Spectral lines shown
The visualiser uses the sodium D lines (Na I doublet at 588.995 and 589.592 nm) as the primary indicator, alongside representative Fe I, Mg I, Hα, and Ca II H&K lines. In a real spectrograph, hundreds of such lines are cross-correlated simultaneously to build a high-precision velocity measurement.
Astrophysical applications
Radial-velocity spectroscopy is one of two main methods for detecting exoplanets. A planet gravitationally tugs its host star; the stellar reflex velocity for an Earth-mass planet in a 1-AU orbit is only ~9 cm s⁻¹. Detecting that requires σRV < 10 cm s⁻¹, motivating ultra-stabilised spectrographs such as HARPS, ESPRESSO, and EXOhSPEC.
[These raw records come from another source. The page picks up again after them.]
use kmsc_kmip::{kmip_0::kmip_types::ResultReason, ttlv::TtlvError, KmipError};
use thiserror::Error;

/// The five error kinds of the client, each with its own propagation
/// policy:
///
/// * `Transport` and `Codec`/`Protocol` are fatal to the operation; the
///   two latter also poison the connection because stream sync is lost.
/// * `Operation` is the server saying no; the connection stays usable.
/// * `Usage` is rejected locally before any bytes are written.
#[derive(Error, Debug)]
pub enum ClientError {
    #[error("transport: {0}")]
    Transport(String),

    #[error("codec: {0}")]
    Codec(String),

    #[error("protocol: {0}")]
    Protocol(String),

    #[error("operation failed ({}): {message}", reason_name(.reason))]
    Operation {
        reason: Option<ResultReason>,
        message: String,
    },

    #[error("usage: {0}")]
    Usage(String),
}

fn reason_name(reason: &Option<ResultReason>) -> String {
    reason.map_or_else(|| "unknown reason".to_owned(), |r| r.to_string())
}

impl From<TtlvError> for ClientError {
    fn from(e: TtlvError) -> Self {
        Self::Codec(e.to_string())
    }
}

impl From<KmipError> for ClientError {
    fn from(e: KmipError) -> Self {
        match e {
            KmipError::Ttlv(inner) => Self::Codec(inner.to_string()),
            KmipError::Protocol(message) => Self::Protocol(message),
            KmipError::NotSupported(message) => Self::Usage(message),
            other => Self::Protocol(other.to_string()),
        }
    }
}

impl From<std::io::Error> for ClientError {
    fn from(e: std::io::Error) -> Self {
        Self::Transport(e.to_string())
    }
}

pub type ClientResult<T> = Result<T, ClientError>;
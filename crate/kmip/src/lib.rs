#![deny(nonstandard_style, unsafe_code)]
#![warn(clippy::all, clippy::unwrap_used, clippy::expect_used)]
#![allow(
    clippy::module_name_repetitions,
    clippy::similar_names,
    clippy::too_many_lines,
    clippy::missing_errors_doc
)]

pub use error::{
    result::{KmipResult, KmipResultHelper},
    KmipError,
};

mod error;
pub mod kmip_0;
pub mod kmip_1_4;
pub mod kmip_2_0;
pub mod message;
pub mod ttlv;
Na D lines — why they matter
Sodium D lines are strong, narrow, and appear in virtually every late-type stellar spectrum. Their sharpness (small intrinsic width) makes centroid measurement precise. In the solar spectrum they are among the most prominent absorption features, detected in stellar atmospheres, interstellar medium, and exoplanet atmospheres via transmission spectroscopy.